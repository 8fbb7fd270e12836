//! Error types for loading and validating report inputs
//!
//! Scoring itself never fails. Everything here concerns getting a
//! well-formed category specification and audit result set into memory.

use std::path::PathBuf;
use thiserror::Error;

/// Errors raised while loading or validating report inputs
#[derive(Debug, Error)]
pub enum ReportError {
    #[error("Failed to read {path}: {source}")]
    Io {
        path: PathBuf,
        #[source]
        source: std::io::Error,
    },

    #[error("Invalid JSON in {path}: {source}")]
    Json {
        path: PathBuf,
        #[source]
        source: serde_json::Error,
    },

    #[error("Invalid TOML in {path}: {source}")]
    Toml {
        path: PathBuf,
        #[source]
        source: toml::de::Error,
    },

    #[error("Invalid category specification: {0}")]
    InvalidSpec(String),

    #[error("Invalid audit results: {0}")]
    InvalidResults(String),

    #[error("No report config found in {0} (expected audit-report.toml or .auditreportrc.json)")]
    ConfigNotFound(PathBuf),
}

pub type Result<T> = std::result::Result<T, ReportError>;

### THE PROBLEM
The lines from the one containing "#[derive(Debug, Error)]" through the final line of the listing above are all you should set down, exactly as written.

### WRITTEN RESPONSE
#[derive(Debug, Error)]
pub enum ReportError {
    #[error("Failed to read {path}: {source}")]
    Io {
        path: PathBuf,
        #[source]
        source: std::io::Error,
    },

    #[error("Invalid JSON in {path}: {source}")]
    Json {
        path: PathBuf,
        #[source]
        source: serde_json::Error,
    },

    #[error("Invalid TOML in {path}: {source}")]
    Toml {
        path: PathBuf,
        #[source]
        source: toml::de::Error,
    },

    #[error("Invalid category specification: {0}")]
    InvalidSpec(String),

    #[error("Invalid audit results: {0}")]
    InvalidResults(String),

    #[error("No report config found in {0} (expected audit-report.toml or .auditreportrc.json)")]
    ConfigNotFound(PathBuf),
}

pub type Result<T> = std::result::Result<T, ReportError>;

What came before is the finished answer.